Showing posts with label sacred ground. Show all posts
Showing posts with label sacred ground. Show all posts

Thursday, June 06, 2013

Sacred Ground

We attended Sacrament Meeting on Sunday while we were in Kansas City. I love, love, love attending church while on vacation. I love knowing the doctrine is the same where ever we go. I love hearing talks and testimonies from people I don't know. Members often assume we are a new family moving into the ward. They are kind and welcoming. I always ask how many kids are in their Primary. (We have 210 children in ours so I like to compare.) In this particular meeting, we learned that we should delight in fatness (See Isaiah 55:2). Spiritual fatness that is. Our family found this quite amusing. It will always be a good memory for our family.
After church we had a picnic in our hotel room then headed to Farr West, a settlement for the early members of the church. It was supposed to be a place of refuge after the mobs drove them from Independence. It was here that Joseph Smith dedicated a piece of land for a temple. The cornerstones were laid at that time and the Mormons were soon driven completely from the state of Missouri. The temple was never built. The cornerstones remain to this day.
Besides the cornerstones, all that is in the area of what would be the temple is a granite monument.
 I don't know how to describe how I felt at this site. Simply said, I knew we were standing on sacred ground. The thought of the early church leaders that stood on this same ground was incredible.

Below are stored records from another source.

use crate::graph::{Index, Weight};

/// A path through a graph and its accumulated weight.
///
/// `path` lists every visited index from start to end, both included.
/// For unweighted graphs `weight` is the number of traversed edges.
#[derive(Debug, Clone, PartialEq, Eq)]
#[cfg_attr(feature = "serde", derive(serde::Serialize, serde::Deserialize))]
pub struct GraphPath {
    pub path: Vec<Index>,
    pub weight: Weight,
}

impl GraphPath {
    /// Number of traversed edges.
    pub fn edges(&self) -> usize {
        self.path.len().saturating_sub(1)
    }

    /// First index of the path.
    pub fn start(&self) -> Option<Index> {
        self.path.first().copied()
    }

    /// Last index of the path.
    pub fn end(&self) -> Option<Index> {
        self.path.last().copied()
    }
}

/// A path through a grid, endpoints included, and its number of moves.
///
/// `steps == path.len() - 1`.
#[derive(Debug, Clone, PartialEq, Eq)]
#[cfg_attr(feature = "serde", derive(serde::Serialize, serde::Deserialize))]
pub struct GridPath<P> {
    pub path: Vec<P>,
    pub steps: usize,
}

#[cfg(all(test, feature = "serde"))]
mod serde_tests {
    use super::*;
    use pathkit_core::Point;

    #[test]
    fn graph_path_round_trip() {
        let p = GraphPath {
            path: vec![0, 2, 3],
            weight: 40,
        };
        let json = serde_json::to_string(&p).unwrap();
        let back: GraphPath = serde_json::from_str(&json).unwrap();
        assert_eq!(back, p);
    }

    #[test]
    fn grid_path_round_trip() {
        let p = GridPath {
            path: vec![Point::new(0, 0), Point::new(1, 0)],
            steps: 1,
        };
        let json = serde_json::to_string(&p).unwrap();
        let back: GridPath<Point> = serde_json::from_str(&json).unwrap();
        assert_eq!(back, p);
    }
}
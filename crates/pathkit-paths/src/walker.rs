use pathkit_core::{Point, TileMap};

use crate::traits::Pather;

/// Allowed single-step moves on a [`TileMap`].
#[derive(Debug, Clone, Copy, PartialEq, Eq, Default)]
pub enum Moves {
    /// Up, right, down, left.
    #[default]
    Cardinal,
    /// Cardinal moves plus the four diagonals.
    Diagonal,
}

/// A [`Pather`] that walks the passable tiles of a [`TileMap`].
///
/// Neighbours are listed clockwise starting from "up".
#[derive(Debug, Clone, Copy)]
pub struct TileWalker<'a> {
    map: &'a TileMap,
    moves: Moves,
}

impl<'a> TileWalker<'a> {
    /// Walk `map` with the given move set.
    pub fn new(map: &'a TileMap, moves: Moves) -> Self {
        Self { map, moves }
    }

    /// Walk `map` with cardinal moves only.
    pub fn cardinal(map: &'a TileMap) -> Self {
        Self::new(map, Moves::Cardinal)
    }

    /// The map being walked.
    pub fn map(&self) -> &'a TileMap {
        self.map
    }
}

impl Pather for TileWalker<'_> {
    type Pos = Point;

    fn neighbors(&self, p: Point, buf: &mut Vec<Point>) {
        let keep = |n: &Point| self.map.is_passable(*n);
        match self.moves {
            Moves::Cardinal => buf.extend(p.neighbors_4().into_iter().filter(keep)),
            Moves::Diagonal => buf.extend(p.neighbors_8().into_iter().filter(keep)),
        }
    }
}
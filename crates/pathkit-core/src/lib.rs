//! **pathkit-core** — caller-side primitives for the *pathkit* toolkit.
//!
//! This crate holds the geometry and terrain types that callers use to
//! describe grids: [`Point`] coordinates and the ASCII-parsed [`TileMap`].
//! It contains no search logic; see `pathkit-paths` for the solvers.

pub mod geom;
pub mod tilemap;

pub use geom::Point;
pub use tilemap::{MapError, Tile, TileMap};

There was close to 8,000 Mormons driven from this area in 1838. Interestingly enough, there is very little here that remains here today. Just a few houses. It is very quiet. This place was once the headquarters of the church and the center of activity for the members, now it is tranquil farmland.
I couldn't help but think about those early pioneers as they were forced from their homes in Farr West in the dead of winter. In the church manual, Our Heritage, it tells of the John Hammer family that was one of the many families who sought refuge. John recalled the difficult conditions: “Well do I remember the sufferings and cruelties of those days. … Our family had one wagon, and one blind horse was all we possessed towards a team, and that one blind horse had to transport our effects to the State of Illinois. We traded our wagon with a brother who had two horses, for a light one horse wagon, this accommodating both parties. Into this small wagon we placed our clothes, bedding, some corn meal and what scanty provisions we could muster, and started out into the cold and frost to travel on foot, to eat and sleep by the wayside with the canopy of heaven for a covering. But the biting frosts of those nights and the piercing winds were less barbarous and pitiful than the demons in human form before whose fury we fled. … Our family, as well as many others, were almost bare-footed, and some had to wrap their feet in cloths in order to keep them from freezing and protect them from the sharp points of the frozen ground. This, at best, was very imperfect protection, and often the blood from our feet marked the frozen earth. My mother and sister were the only members of our family who had shoes, and these became worn out and almost useless before we reached the then hospitable shores of Illinois.”

I am grateful for my heritage in the church. I am grateful for the example of those before me that endured impossible things and yet refused to lose faith in Jesus Christ. I am grateful to be reminded what it means to stand on sacred ground.